I'm getting compile errors of the form:
SignApk.java:20: error: cannot find symbol
import org.bouncycastle.asn1.ASN1ObjectIdentifier;
Look, I've installed plenty of programs from source before. Dozens. Now, I
don't expect every program ever to be quite as simple as "./configure; make;
make install", but this is getting ridiculous.
For pretty much every other program I've ever installed, I've never needed to
know much about what language it was written in, or any of the internal
details of that language environment. Provided I've got the right compiler
and/or runtime installed, I've just downloaded the source, checked the README
or INSTALL file or doc/ directory, and then done something like "./configure;
make; make install". Maybe it was "cp makefile.unix makefile; make; make
install".
Oh, sure, sometimes programs have had dependencies. But installing a
dependency is just "apt-get install libdependency-dev". Or, "wget
ftp://dependency.com/latest/dependency.tgz; tar -xf depencency.tgz; cd
dependency; ./configure; make; make install;" And once that's done, I can go
straight to the program I actually want to use, and the configuration/build
step will *automatically* find the dependency, and make me a program which
will *automatically* use the dependency.
That's it.
I'm not trying to hack on these java programs. I'm don't want to study the
code for its own sake, or track down a bug, or submit a patch upstream. I just
want to *build* and *run* them. That's all. Nothing more, nothing less.
Now, I've got these three repos.

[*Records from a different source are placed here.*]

// src/math.rs
//
// Fixed-point helpers. Rates and share prices are scaled by 1e18; asset
// amounts are raw integer units of the asset.

use crate::errors::{FundError, Result};
use alloy_primitives::U256;

/// 1e18: the scale of rates (1e18 == 100%) and of one share.
pub const ONE: U256 = U256::from_limbs([1_000_000_000_000_000_000, 0, 0, 0]);

/// One whole share.
pub const SHARE_UNIT: U256 = ONE;

/// 365 days, used to annualize the management fee.
pub const SECONDS_PER_YEAR: u64 = 31_536_000;

/// `a * b / denominator`, rounding down. Fails on overflow or a zero denominator.
pub fn mul_div(a: U256, b: U256, denominator: U256, context: &'static str) -> Result<U256> {
    if denominator.is_zero() {
        return Err(FundError::MathOverflow(context));
    }
    a.checked_mul(b)
        .map(|product| product / denominator)
        .ok_or(FundError::MathOverflow(context))
}

/// Checked addition with a context label for the error.
pub fn add(a: U256, b: U256, context: &'static str) -> Result<U256> {
    a.checked_add(b).ok_or(FundError::MathOverflow(context))
}

/// Checked subtraction with a context label for the error.
pub fn sub(a: U256, b: U256, context: &'static str) -> Result<U256> {
    a.checked_sub(b).ok_or(FundError::MathOverflow(context))
}

/// `10^decimals` as a `U256`.
pub fn unit(decimals: u8) -> U256 {
    let mut value = U256::from(1u8);
    let ten = U256::from(10u8);
    for _ in 0..decimals {
        value *= ten;
    }
    value
}

/// Converts a rate expressed in `u64` config units into a `U256`.
pub fn rate(value: u64) -> U256 {
    U256::from(value)
}

/// `value` whole units of an 18-decimal quantity (e.g. `ether(2)` == 2e18).
pub fn ether(value: u64) -> U256 {
    U256::from(value) * ONE
}

/// Absolute difference between two values.
pub fn abs_diff(a: U256, b: U256) -> U256 {
    if a >= b {
        a - b
    } else {
        b - a
    }
}

#[cfg(test)]
mod tests {
    use super::*;

    #[test]
    fn test_one_is_1e18() {
        assert_eq!(ONE, U256::from(10u64).pow(U256::from(18u64)));
        assert_eq!(unit(18), ONE);
        assert_eq!(unit(0), U256::from(1u8));
        assert_eq!(unit(6), U256::from(1_000_000u64));
    }

    #[test]
    fn test_mul_div_rounds_down() {
        let r = mul_div(U256::from(10u8), U256::from(10u8), U256::from(3u8), "test").unwrap();
        assert_eq!(r, U256::from(33u8));
    }

    #[test]
    fn test_mul_div_zero_denominator_fails() {
        let err = mul_div(U256::from(1u8), U256::from(1u8), U256::ZERO, "test").unwrap_err();
        assert_eq!(err, FundError::MathOverflow("test"));
    }

    #[test]
    fn test_mul_div_overflow_fails() {
        assert!(mul_div(U256::MAX, U256::from(2u8), U256::from(1u8), "test").is_err());
    }

    #[test]
    fn test_abs_diff() {
        assert_eq!(abs_diff(U256::from(3u8), U256::from(5u8)), U256::from(2u8));
        assert_eq!(abs_diff(U256::from(5u8), U256::from(3u8)), U256::from(2u8));
    }
}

And none of them have README files. Anywhere.
(OK, platform_system_core does, but it doesn't actually contain anything worth
reading.) Or INSTALL files. Or doc/ directories. Or configure scripts. Or
makefiles. They do have what look like makefile fragments, with comments, but
no help as to how to actually use them - and all of the Java build processes
I've briefly looked at seem to use either XML or JSON as their build
description format.
platform_build has an "envsetup.sh", but it's bonkers. First, it tells you to
invoke it as "build/envsetup.sh", even though it's not in a directory called
"build". Then, you don't *run* it, you *source* it into your shell and it does
a whole bunch of violence to your environment, like creating function/alias
called "m" to build the tree. Because you probably didn't have "m" aliased to
anything you wanted to use yourself, did you? And that's just platform_build.
The other repos don't have an equivalent, at all.

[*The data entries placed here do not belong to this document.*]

// src/engine/mod.rs
//
// The protocol instance: plays the fund deployer, owns every fund's state and
// the three extension managers, and runs each top-level call as one atomic
// transaction.

use crate::comptroller::{Comptroller, Env, Redemption, RedemptionRequest};
use crate::errors::{FundError, Result};
use crate::events::{Event, EventLog};
use crate::fees::FeeManager;
use crate::integrations::IntegrationManager;
use crate::models::{
    Address, Extension, ExtensionCall, FeeKind, FeeSettings, FundHandle, FundStatus,
    NewFundParams, PolicySettings, Selector, U256,
};
use crate::policies::PolicyManager;
use crate::simulation::TokenLedger;
use crate::traits::{PriceFeed, SharedAdapter, SharedPriceFeed};
use crate::vault::Vault;
use log::{info, warn};
use std::collections::BTreeMap;

/// Everything a transaction may change. Cloned per call, committed on success.
#[derive(Debug, Clone)]
pub struct ProtocolState {
    now: u64,
    ledger: TokenLedger,
    fee_manager: FeeManager,
    policy_manager: PolicyManager,
    integration_manager: IntegrationManager,
    comptrollers: BTreeMap<Address, Comptroller>,
    vaults: BTreeMap<Address, Vault>,
    events: EventLog,
    /// Next deployment nonce of the fund deployer.
    nonce: u64,
}

impl ProtocolState {
    /// Splits the state into the fund registries and an extension environment.
    fn split<'a>(
        &'a mut self,
        price_feed: &'a dyn PriceFeed,
    ) -> (
        &'a mut BTreeMap<Address, Comptroller>,
        &'a mut BTreeMap<Address, Vault>,
        Env<'a>,
    ) {
        let ProtocolState {
            now,
            ledger,
            fee_manager,
            policy_manager,
            integration_manager,
            comptrollers,
            vaults,
            events,
            ..
        } = self;
        let env = Env {
            now: *now,
            ledger,
            price_feed,
            fee_manager,
            policy_manager,
            integration_manager,
            events,
        };
        (comptrollers, vaults, env)
    }

    /// Runs `f` against an existing fund's comptroller and vault.
    fn with_fund<T>(
        &mut self,
        comptroller: Address,
        price_feed: &dyn PriceFeed,
        f: impl FnOnce(&mut Comptroller, &mut Vault, &mut Env<'_>) -> Result<T>,
    ) -> Result<T> {
        let (comptrollers, vaults, mut env) = self.split(price_feed);
        let comptroller = comptrollers.get_mut(&comptroller).ok_or(FundError::Unknown {
            kind: "comptroller",
            address: comptroller,
        })?;
        let vault_address = comptroller.vault().ok_or(FundError::InvalidStatus {
            operation: "fund",
            status: comptroller.status().as_str(),
        })?;
        let vault = vaults.get_mut(&vault_address).ok_or(FundError::Unknown {
            kind: "vault",
            address: vault_address,
        })?;
        f(comptroller, vault, &mut env)
    }

    fn next_address(&mut self, deployer: Address) -> Address {
        let address = deployer.create(self.nonce);
        self.nonce += 1;
        address
    }
}

/// A deployed protocol: fund deployer, extension managers and every fund.
pub struct Protocol {
    /// Owner of the deployer, curates adapters and protocol limits.
    owner: Address,
    fund_deployer: Address,
    price_feed: SharedPriceFeed,
    state: ProtocolState,
}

So, after all of this, I'm left with 4 theories about what's going on here.
1) Google is ignoring all industry standard best practices for writing and
packaging simple command-line apps in Java.
2) There are no industry standard best practices for writing simple command-
line apps in Java, because Java is so uniquely unsuited to the task that
practically no-one ever even tries.[0]
3) Google is actually following industry standard best practices for writing
and packaging simple command-line apps in Java, and everyone in the Java
industry thinks that the issues I'm seeing are a perfectly acceptable state of
affairs, and not, you know, bug-nuts insane.

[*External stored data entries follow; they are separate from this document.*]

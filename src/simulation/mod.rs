// src/simulation/mod.rs
//
// In-process stand-ins for the external collaborators the engine consumes:
// token custody and asset pricing.

pub mod price_feed;
pub mod token_ledger;

pub use price_feed::StaticPriceFeed;
pub use token_ledger::{TokenInfo, TokenLedger};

4) James Gosling read the spoof interview with Bjarne Stroustrup about how
"[C++] was only supposed to be a joke, I never thought people would take the
book seriously", thought it would be a good laugh to do for real, and is
trolling me 20-odd years later.
Of these, 1) seems unlikely on the face of it. That just doesn't seem like how
Google would get things done.
On the other hand, if 2) were the case, why in the softly-spoken name of the
Elder Things would Google have picked Java to write them at all, rather than
Python, Ruby, Perl, shell, C, Go, DOS batch files, or one the many thousands
of other programming languages ever created which seem much better suited to
the task, by virtue of not needing to be compiled, or, once compiled, can
automatically locate both themselves and their dependencies and can just be,
well, "run"?
But then that only leaves 3) and 4), which are the most terrifying of all...
Or, there is an option 5), which is that all of the above isn't actually that
complicated, and I am actually really gorram stupid for not understanding it.
I'm certainly *feeling* pretty stupid after a couple of days of banging my
head against this particular brick wall, and it's not doing much for my
perpetual case of imposter syndrome either.
Whatever. You can keep your Java. I've had it.
Adam
[0] Re-specifiying dependencies on the command line every time you *run* a
program? Really? As if anyone would do "ls --link acl,attr,pcre,selinux" every
time they wanted to list the files in a directory. And have you *seen* the
dependencies for something like a text editor? Try it - "ldd /usr/bin/vim" -
especially if you have vim.gtk or greater installed. Now imagine that every
time you wanted to edit a file. I mean, *REALLY*?